Lehrer thanked Watergate for leading to the MacNeil-Lehrer Report, later
the NewsHour: "Thank you, Nixon. Thank you, Liddy and Hunt, Dean and
Colson, Haldeman and Ehrlichman. We could not have done it without you."
-- Monica Madness. On January 29, 1998, Lehrer devoted most of his NewsHour
to the media's "rush to judgment" on the Lewinsky story. Anchor
Elizabeth Farnsworth asked a focus group, "Have the media gone overboard
or have they done a fairly good job?" Most said overdone. Then anchor
Phil Ponce talked to media insiders: Newsweek's Richard Smith, CNN's Frank
Sesno, former CBS reporter Marvin Kalb, and academic Kathleen Hall Jamieson.
All agreed with Kalb that "This is a very sorry chapter in American
journalism." That didn't mean journalists were sorry they had never
cared about Clinton's lying; it meant they were sorry this story arrived.
-- Anita vs. Juanita. On October 7, 1991, just hours after NPR's Nina
Totenberg leaked Anita Hill's unsubstantiated charges against Clarence
Thomas, Lehrer began without a hint of distaste or revulsion: "Our lead
story is the sexual harassment charges against Clarence Thomas.
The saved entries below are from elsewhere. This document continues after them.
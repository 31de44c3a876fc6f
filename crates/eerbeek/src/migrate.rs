// SPDX-FileCopyrightText: 2026 ICT Eerbeek Contributors
// SPDX-License-Identifier: MIT OR Apache-2.0

//! `eerbeek migrate` command: create or upgrade the schema, then exit.

use eerbeek_config::model::StorageConfig;
use eerbeek_core::{EerbeekError, StorageAdapter};
use eerbeek_storage::SqliteStorage;

/// Apply pending migrations and return the number of stored submissions.
pub async fn run_migrate(config: &StorageConfig) -> Result<i64, EerbeekError> {
    let storage = SqliteStorage::new(config.clone());
    storage.initialize().await?;
    let count = storage.count_contacts().await?;
    storage.close().await?;
    Ok(count)
}

#[cfg(test)]
mod tests {
    use super::*;

    #[tokio::test]
    async fn migrate_creates_database_and_is_idempotent() {
        let dir = tempfile::tempdir().unwrap();
        let config = StorageConfig {
            database_path: dir.path().join("nested/site.db").to_str().unwrap().to_string(),
            wal_mode: true,
        };

        assert_eq!(run_migrate(&config).await.unwrap(), 0);
        assert_eq!(run_migrate(&config).await.unwrap(), 0);
        assert!(dir.path().join("nested/site.db").exists());
    }
}
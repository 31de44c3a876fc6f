// SPDX-FileCopyrightText: 2026 ICT Eerbeek Contributors
// SPDX-License-Identifier: MIT OR Apache-2.0

//! Post-deserialization validation for configuration values.
//!
//! Validates semantic constraints that cannot be expressed via serde attributes,
//! such as valid bind addresses, non-empty paths and positive limits.

use crate::diagnostic::ConfigError;
use crate::model::EerbeekConfig;

const LOG_LEVELS: &[&str] = &["trace", "debug", "info", "warn", "error"];

/// Validate a deserialized configuration for semantic correctness.
///
/// Returns `Ok(())` if all validations pass, or `Err(Vec<ConfigError>)` with
/// all collected validation errors (does not fail fast).
pub fn validate_config(config: &EerbeekConfig) -> Result<(), Vec<ConfigError>> {
    let mut errors = Vec::new();
    let mut fail = |message: String| errors.push(ConfigError::Validation { message });

    let host = config.server.host.trim();
    if host.is_empty() {
        fail("server.host must not be empty".to_string());
    } else {
        let is_valid_ip = host.parse::<std::net::IpAddr>().is_ok();
        let is_valid_hostname = host
            .chars()
            .all(|c| c.is_alphanumeric() || c == '.' || c == '-' || c == ':');
        if !is_valid_ip && !is_valid_hostname {
            fail(format!(
                "server.host `{host}` is not a valid IP address or hostname"
            ));
        }
    }

    if config.server.max_body_bytes == 0 {
        fail("server.max_body_bytes must be greater than zero".to_string());
    }

    if config.storage.database_path.trim().is_empty() {
        fail("storage.database_path must not be empty".to_string());
    }

    if !LOG_LEVELS.contains(&config.site.log_level.to_ascii_lowercase().as_str()) {
        fail(format!(
            "site.log_level `{}` must be one of: {}",
            config.site.log_level,
            LOG_LEVELS.join(", ")
        ));
    }

    if config.gemini.enabled {
        if config.gemini.model.trim().is_empty() {
            fail("gemini.model must not be empty when gemini.enabled = true".to_string());
        }
        if config.gemini.timeout_secs == 0 {
            fail("gemini.timeout_secs must be greater than zero".to_string());
        }
        if !config.gemini.base_url.starts_with("http://")
            && !config.gemini.base_url.starts_with("https://")
        {
            fail(format!(
                "gemini.base_url `{}` must start with http:// or https://",
                config.gemini.base_url
            ));
        }
    }

    if errors.is_empty() {
        Ok(())
    } else {
        Err(errors)
    }
}
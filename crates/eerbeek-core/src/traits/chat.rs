// SPDX-FileCopyrightText: 2026 ICT Eerbeek Contributors
// SPDX-License-Identifier: MIT OR Apache-2.0

//! Chat adapter trait for the optional AI chat relay.

use async_trait::async_trait;

use crate::error::EerbeekError;
use crate::traits::adapter::PluginAdapter;

/// Pass-through to an external generative-AI service.
#[async_trait]
pub trait ChatAdapter: PluginAdapter {
    /// Sends a user message and returns the reply text.
    ///
    /// Upstream failures surface as [`EerbeekError::Provider`].
    async fn send(&self, text: &str) -> Result<String, EerbeekError>;
}
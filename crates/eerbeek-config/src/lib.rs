// SPDX-FileCopyrightText: 2026 ICT Eerbeek Contributors
// SPDX-License-Identifier: MIT OR Apache-2.0

//! Configuration system for the ICT Eerbeek website.
//!
//! Provides TOML configuration parsing with strict validation (`deny_unknown_fields`),
//! XDG file hierarchy lookup, environment variable overrides, and diagnostic
//! error rendering with typo suggestions.
//!
//! # Usage
//!
//! ```no_run
//! use eerbeek_config::load_and_validate;
//!
//! let config = load_and_validate().expect("config errors");
//! println!("Listening on {}:{}", config.server.host, config.server.port);
//! ```

pub mod diagnostic;
pub mod loader;
pub mod model;
pub mod validation;

pub use diagnostic::{ConfigError, render_errors};
pub use loader::{load_config, load_config_from_path, load_config_from_str};
pub use model::EerbeekConfig;

/// Load configuration from the XDG hierarchy and validate it.
///
/// On a Figment error the TOML sources are re-read so diagnostics can point
/// at the offending line.
pub fn load_and_validate() -> Result<EerbeekConfig, Vec<ConfigError>> {
    match loader::load_config() {
        Ok(config) => {
            validation::validate_config(&config)?;
            Ok(config)
        }
        Err(err) => {
            let toml_sources = collect_toml_sources();
            Err(diagnostic::figment_to_config_errors(err, &toml_sources))
        }
    }
}

/// Load configuration from an explicit file (plus env overrides) and validate it.
pub fn load_and_validate_path(
    path: &std::path::Path,
) -> Result<EerbeekConfig, Vec<ConfigError>> {
    match loader::load_config_from_path(path) {
        Ok(config) => {
            validation::validate_config(&config)?;
            Ok(config)
        }
        Err(err) => {
            let sources = std::fs::read_to_string(path)
                .map(|content| vec![(path.display().to_string(), content)])
                .unwrap_or_default();
            Err(diagnostic::figment_to_config_errors(err, &sources))
        }
    }
}

/// Load configuration from a TOML string and validate it.
pub fn load_and_validate_str(toml_content: &str) -> Result<EerbeekConfig, Vec<ConfigError>> {
    match loader::load_config_from_str(toml_content) {
        Ok(config) => {
            validation::validate_config(&config)?;
            Ok(config)
        }
        Err(err) => {
            let sources = vec![("<inline>".to_string(), toml_content.to_string())];
            Err(diagnostic::figment_to_config_errors(err, &sources))
        }
    }
}

/// Collect TOML source file contents for error span resolution.
fn collect_toml_sources() -> Vec<(String, String)> {
    let mut candidates = vec![std::path::PathBuf::from("/etc/eerbeek/eerbeek.toml")];
    if let Some(config_dir) = dirs::config_dir() {
        candidates.push(config_dir.join("eerbeek/eerbeek.toml"));
    }
    if let Ok(cwd) = std::env::current_dir() {
        candidates.push(cwd.join("eerbeek.toml"));
    }

    candidates
        .into_iter()
        .filter_map(|path| {
            std::fs::read_to_string(&path)
                .ok()
                .map(|content| (path.display().to_string(), content))
        })
        .collect()
}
We have
excerpts from the press conference by his accuser, Anita Hill." In case
giving that unedited platform to Hill wasn't enough, Lehrer's show also
aired two debate segments.
But on February 19, 1999, Lehrer announced he would touch the allegations
of Juanita Broaddrick that she'd been raped by Bill Clinton, but only as a
media story: "We are part of this process, we made the very clean
editorial decision not to do this story, but we are talking about it tonight
in a media context, because it is media news."
At a March 19, 1999 press conference, ABC's Sam Donaldson and reporter
Jan Smith asked Clinton about Broaddrick and his tendency to lie. Lehrer
complained: "Most of those questions, we were just listening to them
again in our excerpt, they all began with a lecture before they got to the
question. And that seems to be, you have to do it, right?" Reporter
Terence Smith agreed: "Jan Smith even citing George Washington and
swearing to tell the truth. Sure, reporters show off in situations like
this." Despite his boasts, Lehrer (and by extension, PBS) are not the
very definition of objectivity, and neither are Lehrer's media promoters.
END Reprint of Media Reality Check
If I don't fall asleep first, I'll be back in the
early morning hours with a post-debate CyberAlert report.